Мы ехали до полуночи. Тут-то я и подумал, что у меня появится шанс, пусть даже мне не на чем будет уехать. Но когда мы расседлали лошадей и улеглись на землю, старший из братьев остался на ногах. «Что-то спать не хочется, – сказал он. – Похожу немного». Словом, ничего не вышло, я заснул, а потом встало солнце, и ничего уже нельзя было сделать, а часов в десять мы подъехали к тому самому почтовому ящику с нацарапанным на нем именем, мимо которого, не заметив, не проедешь, а там и пустой дом показался, и вокруг никого не было видно или слышно, только потом до нас донесся стук топора, и мы обошли дом сзади, и он поднял голову от поленницы и увидел, что, мне кажется, на протяжении трех последних лет ожидал увидеть всякий раз, как вставало солнце. Потому что он даже махать топором не перестал. Только сказал малышу: «Беги. Беги на поле, к дедушке.

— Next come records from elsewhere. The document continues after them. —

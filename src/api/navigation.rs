use urlencoding::encode;

/// Detail page of a team, addressed by its roster name
pub fn team_path(team: &str) -> String {
    format!("/team/{}", encode(team))
}
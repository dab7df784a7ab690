use serde::Serialize;

use super::coerce::coerce_number;
use crate::domain::{StatRecord, Teams};
use crate::errors::MatchupError;

const OPS_WEIGHT: f64 = 1.2;
const ERA_WEIGHT: f64 = 0.8;

#[derive(Debug, Clone, PartialEq, Serialize)]
pub struct TeamOdds {
    pub name: String,
    pub win_probability: f64,
}

/// Head-to-head estimate from team OPS and opposing ERA.
#[derive(Debug, Clone, PartialEq, Serialize)]
pub struct Prediction {
    #[serde(rename = "teamA")]
    pub team_a: TeamOdds,
    #[serde(rename = "teamB")]
    pub team_b: TeamOdds,
    pub winner: String,
}

struct MatchupStats {
    ops: f64,
    era: f64,
}

/// Predicts `team_a` vs `team_b`.
///
/// Each side scores `OPS * 1.2 - opponent ERA * 0.8`. A non-positive combined
/// score is a coin flip. Probabilities are rounded to two decimals and ties
/// go to `team_b`.
pub fn predict(teams: &Teams, team_a: &str, team_b: &str) -> Result<Prediction, MatchupError> {
    if team_a.is_empty() || team_b.is_empty() {
        return Err(MatchupError::MissingTeamNames);
    }

    let a = matchup_stats(teams, team_a)?;
    let b = matchup_stats(teams, team_b)?;

    let score_a = a.ops * OPS_WEIGHT - b.era * ERA_WEIGHT;
    let score_b = b.ops * OPS_WEIGHT - a.era * ERA_WEIGHT;
    let total = score_a + score_b;

    let prob_a = if total <= 0.0 { 0.5 } else { round2(score_a / total) };
    let prob_b = round2(1.0 - prob_a);
    let winner = if prob_a > prob_b { team_a } else { team_b };

    Ok(Prediction {
        team_a: TeamOdds { name: team_a.to_string(), win_probability: prob_a },
        team_b: TeamOdds { name: team_b.to_string(), win_probability: prob_b },
        winner: winner.to_string(),
    })
}

fn matchup_stats(teams: &Teams, name: &str) -> Result<MatchupStats, MatchupError> {
    let stats = teams
        .get(name)
        .map(|t| &t.team_stats)
        .filter(|s| !s.is_empty())
        .ok_or_else(|| MatchupError::TeamNotFound(name.to_string()))?;

    Ok(MatchupStats {
        ops: required(stats, "OPS", name)?,
        era: required(stats, "ERA", name)?,
    })
}

fn required(stats: &StatRecord, field: &str, team: &str) -> Result<f64, MatchupError> {
    stats
        .get(field)
        .map(coerce_number)
        .ok_or_else(|| MatchupError::MissingStats(team.to_string()))
}

fn round2(value: f64) -> f64 {
    (value * 100.0).round() / 100.0
}

#[cfg(test)]
mod tests {
    use super::*;
    use crate::domain::Team;
    use serde_json::{json, Value};

    fn team(stats: Value) -> Team {
        Team {
            team_stats: stats.as_object().cloned().unwrap_or_default(),
            players: vec![],
        }
    }

    fn teams() -> Teams {
        let mut teams = Teams::new();
        teams.insert("Japan".into(), team(json!({"OPS": 3.0, "ERA": 1.0})));
        teams.insert("Italy".into(), team(json!({"OPS": 2.0, "ERA": 1.5})));
        teams.insert("Brazil".into(), team(json!({"OPS": 0.1, "ERA": 9.0})));
        teams.insert("Israel".into(), team(json!({"OPS": 0.7})));
        teams.insert("Panama".into(), team(json!({})));
        teams
    }

    #[test]
    fn test_predict_favours_better_team() {
        let prediction = predict(&teams(), "Japan", "Italy").unwrap();

        // score_a = 3.6 - 1.2 = 2.4, score_b = 2.4 - 0.8 = 1.6
        assert_eq!(prediction.team_a.win_probability, 0.6);
        assert_eq!(prediction.team_b.win_probability, 0.4);
        assert_eq!(prediction.winner, "Japan");
    }

    #[test]
    fn test_non_positive_total_is_coin_flip() {
        let prediction = predict(&teams(), "Brazil", "Brazil").unwrap();

        assert_eq!(prediction.team_a.win_probability, 0.5);
        assert_eq!(prediction.team_b.win_probability, 0.5);
        assert_eq!(prediction.winner, "Brazil");
    }

    #[test]
    fn test_predict_errors() {
        let teams = teams();
        assert_eq!(predict(&teams, "", "Japan"), Err(MatchupError::MissingTeamNames));
        assert_eq!(
            predict(&teams, "Japan", "Atlantis"),
            Err(MatchupError::TeamNotFound("Atlantis".into()))
        );
        assert_eq!(
            predict(&teams, "Panama", "Japan"),
            Err(MatchupError::TeamNotFound("Panama".into()))
        );
        assert_eq!(
            predict(&teams, "Japan", "Israel"),
            Err(MatchupError::MissingStats("Israel".into()))
        );
    }
}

Беги» – и двинулся прямо к старшему из братьев с уже занесенным и готовым опуститься топором, только я успел перехватить его руку, да и старший уцепился, и вдвоем мы оторвали его от земли и держали в таком положении, во всяком случае, не отпускали. «Стой, – говорю, – Джексон, стой! На их стороне закон!»

А потом в меня врезалось и заколотило по ногам какое-то маленькое существо; это был тот самый мальчишка, он не издавал ни звука, только вился вокруг меня и братьев, пытаясь достать нас как можно выше куском дерева, которое только что срубил Фентри.

«Поймай его и отнеси в двуколку», – скомандовал старший из братьев. Ну младший схватил паренька за руку; он был почти такой же неуступчивый, как сам Фентри, отбивался и вырывался, даже после того как младший скрутил его, и по-прежнему не издавал ни звука, а Фентри дергался и молотил кулаками за двоих, пока младший из братьев вместе с ребенком не исчезли из виду. А потом сдался. Впечатление было такое, словно кости его стали жидкими, так что мы со старшим из братьев опустили его на колоду, как если бы у него вообще не было костей, и прислонили, тяжело дышащего, с пузырьками пены по углам рта, к дереву, которое он срубил.

«Джексон, – говорю, – на их стороне закон. Ее муж жив».